[Source data — start]
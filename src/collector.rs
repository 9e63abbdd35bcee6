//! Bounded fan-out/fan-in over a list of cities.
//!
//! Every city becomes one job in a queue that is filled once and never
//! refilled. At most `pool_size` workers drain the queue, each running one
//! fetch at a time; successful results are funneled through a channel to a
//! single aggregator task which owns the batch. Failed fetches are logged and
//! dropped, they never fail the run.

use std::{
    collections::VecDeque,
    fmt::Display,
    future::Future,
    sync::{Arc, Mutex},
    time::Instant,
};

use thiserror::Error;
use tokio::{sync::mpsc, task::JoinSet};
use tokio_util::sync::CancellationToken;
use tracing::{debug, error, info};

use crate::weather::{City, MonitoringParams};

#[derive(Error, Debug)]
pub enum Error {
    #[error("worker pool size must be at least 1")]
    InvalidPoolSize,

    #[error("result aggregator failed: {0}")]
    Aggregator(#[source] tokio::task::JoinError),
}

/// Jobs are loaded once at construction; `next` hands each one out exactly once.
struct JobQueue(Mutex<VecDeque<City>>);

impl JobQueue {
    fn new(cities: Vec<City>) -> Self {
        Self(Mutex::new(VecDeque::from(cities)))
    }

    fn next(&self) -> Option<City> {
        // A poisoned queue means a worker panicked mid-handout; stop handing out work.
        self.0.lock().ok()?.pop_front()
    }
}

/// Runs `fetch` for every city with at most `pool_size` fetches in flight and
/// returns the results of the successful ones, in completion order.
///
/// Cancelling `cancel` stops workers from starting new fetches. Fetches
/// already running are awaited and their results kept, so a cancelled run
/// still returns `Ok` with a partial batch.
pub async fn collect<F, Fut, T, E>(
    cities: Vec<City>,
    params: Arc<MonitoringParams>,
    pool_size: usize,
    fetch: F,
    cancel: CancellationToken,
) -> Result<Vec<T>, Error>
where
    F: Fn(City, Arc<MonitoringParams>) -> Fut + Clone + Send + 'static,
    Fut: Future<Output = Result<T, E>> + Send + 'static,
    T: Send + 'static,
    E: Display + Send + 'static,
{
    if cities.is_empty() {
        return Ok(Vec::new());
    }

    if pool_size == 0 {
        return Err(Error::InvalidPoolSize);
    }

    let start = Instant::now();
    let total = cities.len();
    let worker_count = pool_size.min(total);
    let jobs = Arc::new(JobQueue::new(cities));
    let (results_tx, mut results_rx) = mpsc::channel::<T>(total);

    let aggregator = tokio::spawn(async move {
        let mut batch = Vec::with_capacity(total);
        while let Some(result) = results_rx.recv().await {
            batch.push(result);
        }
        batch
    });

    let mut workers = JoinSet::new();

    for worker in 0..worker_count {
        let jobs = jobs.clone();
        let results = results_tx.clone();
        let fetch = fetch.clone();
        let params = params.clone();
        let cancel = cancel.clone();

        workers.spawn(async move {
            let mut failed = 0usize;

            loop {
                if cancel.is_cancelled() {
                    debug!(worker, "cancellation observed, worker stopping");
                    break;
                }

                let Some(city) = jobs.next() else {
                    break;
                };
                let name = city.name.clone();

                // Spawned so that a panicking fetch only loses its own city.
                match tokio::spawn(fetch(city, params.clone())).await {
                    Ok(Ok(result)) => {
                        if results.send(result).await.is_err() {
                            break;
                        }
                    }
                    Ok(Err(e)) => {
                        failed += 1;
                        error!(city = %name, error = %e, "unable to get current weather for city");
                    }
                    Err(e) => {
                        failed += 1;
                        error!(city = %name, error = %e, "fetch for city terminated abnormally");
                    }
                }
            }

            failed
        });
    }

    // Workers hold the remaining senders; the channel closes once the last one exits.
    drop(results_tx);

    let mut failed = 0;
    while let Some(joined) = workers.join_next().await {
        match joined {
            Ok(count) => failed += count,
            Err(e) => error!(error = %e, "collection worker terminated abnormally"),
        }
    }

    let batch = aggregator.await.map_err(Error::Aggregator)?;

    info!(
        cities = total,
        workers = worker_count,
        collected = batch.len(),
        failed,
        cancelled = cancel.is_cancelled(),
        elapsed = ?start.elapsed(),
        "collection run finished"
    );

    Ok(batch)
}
[Source data — finish]
■ Exercise aim:
Copy every record exactly.

■ Solved exercise:
filename src/collector.rs
repository 9e63abbdd35bcee6
//! Bounded fan-out/fan-in over a list of cities.
//!
//! Every city becomes one job in a queue that is filled once and never
//! refilled. At most `pool_size` workers drain the queue, each running one
//! fetch at a time; successful results are funneled through a channel to a
//! single aggregator task which owns the batch. Failed fetches are logged and
//! dropped, they never fail the run.

use std::{
    collections::VecDeque,
    fmt::Display,
    future::Future,
    sync::{Arc, Mutex},
    time::Instant,
};

use thiserror::Error;
use tokio::{sync::mpsc, task::JoinSet};
use tokio_util::sync::CancellationToken;
use tracing::{debug, error, info};

use crate::weather::{City, MonitoringParams};

#[derive(Error, Debug)]
pub enum Error {
    #[error("worker pool size must be at least 1")]
    InvalidPoolSize,

    #[error("result aggregator failed: {0}")]
    Aggregator(#[source] tokio::task::JoinError),
}

/// Jobs are loaded once at construction; `next` hands each one out exactly once.
struct JobQueue(Mutex<VecDeque<City>>);

impl JobQueue {
    fn new(cities: Vec<City>) -> Self {
        Self(Mutex::new(VecDeque::from(cities)))
    }

    fn next(&self) -> Option<City> {
        // A poisoned queue means a worker panicked mid-handout; stop handing out work.
        self.0.lock().ok()?.pop_front()
    }
}

/// Runs `fetch` for every city with at most `pool_size` fetches in flight and
/// returns the results of the successful ones, in completion order.
///
/// Cancelling `cancel` stops workers from starting new fetches. Fetches
/// already running are awaited and their results kept, so a cancelled run
/// still returns `Ok` with a partial batch.
pub async fn collect<F, Fut, T, E>(
    cities: Vec<City>,
    params: Arc<MonitoringParams>,
    pool_size: usize,
    fetch: F,
    cancel: CancellationToken,
) -> Result<Vec<T>, Error>
where
    F: Fn(City, Arc<MonitoringParams>) -> Fut + Clone + Send + 'static,
    Fut: Future<Output = Result<T, E>> + Send + 'static,
    T: Send + 'static,
    E: Display + Send + 'static,
{
    if cities.is_empty() {
        return Ok(Vec::new());
    }

    if pool_size == 0 {
        return Err(Error::InvalidPoolSize);
    }

    let start = Instant::now();
    let total = cities.len();
    let worker_count = pool_size.min(total);
    let jobs = Arc::new(JobQueue::new(cities));
    let (results_tx, mut results_rx) = mpsc::channel::<T>(total);

    let aggregator = tokio::spawn(async move {
        let mut batch = Vec::with_capacity(total);
        while let Some(result) = results_rx.recv().await {
            batch.push(result);
        }
        batch
    });

    let mut workers = JoinSet::new();

    for worker in 0..worker_count {
        let jobs = jobs.clone();
        let results = results_tx.clone();
        let fetch = fetch.clone();
        let params = params.clone();
        let cancel = cancel.clone();

        workers.spawn(async move {
            let mut failed = 0usize;

            loop {
                if cancel.is_cancelled() {
                    debug!(worker, "cancellation observed, worker stopping");
                    break;
                }

                let Some(city) = jobs.next() else {
                    break;
                };
                let name = city.name.clone();

                // Spawned so that a panicking fetch only loses its own city.
                match tokio::spawn(fetch(city, params.clone())).await {
                    Ok(Ok(result)) => {
                        if results.send(result).await.is_err() {
                            break;
                        }
                    }
                    Ok(Err(e)) => {
                        failed += 1;
                        error!(city = %name, error = %e, "unable to get current weather for city");
                    }
                    Err(e) => {
                        failed += 1;
                        error!(city = %name, error = %e, "fetch for city terminated abnormally");
                    }
                }
            }

            failed
        });
    }

    // Workers hold the remaining senders; the channel closes once the last one exits.
    drop(results_tx);

    let mut failed = 0;
    while let Some(joined) = workers.join_next().await {
        match joined {
            Ok(count) => failed += count,
            Err(e) => error!(error = %e, "collection worker terminated abnormally"),
        }
    }

    let batch = aggregator.await.map_err(Error::Aggregator)?;

    info!(
        cities = total,
        workers = worker_count,
        collected = batch.len(),
        failed,
        cancelled = cancel.is_cancelled(),
        elapsed = ?start.elapsed(),
        "collection run finished"
    );

    Ok(batch)
}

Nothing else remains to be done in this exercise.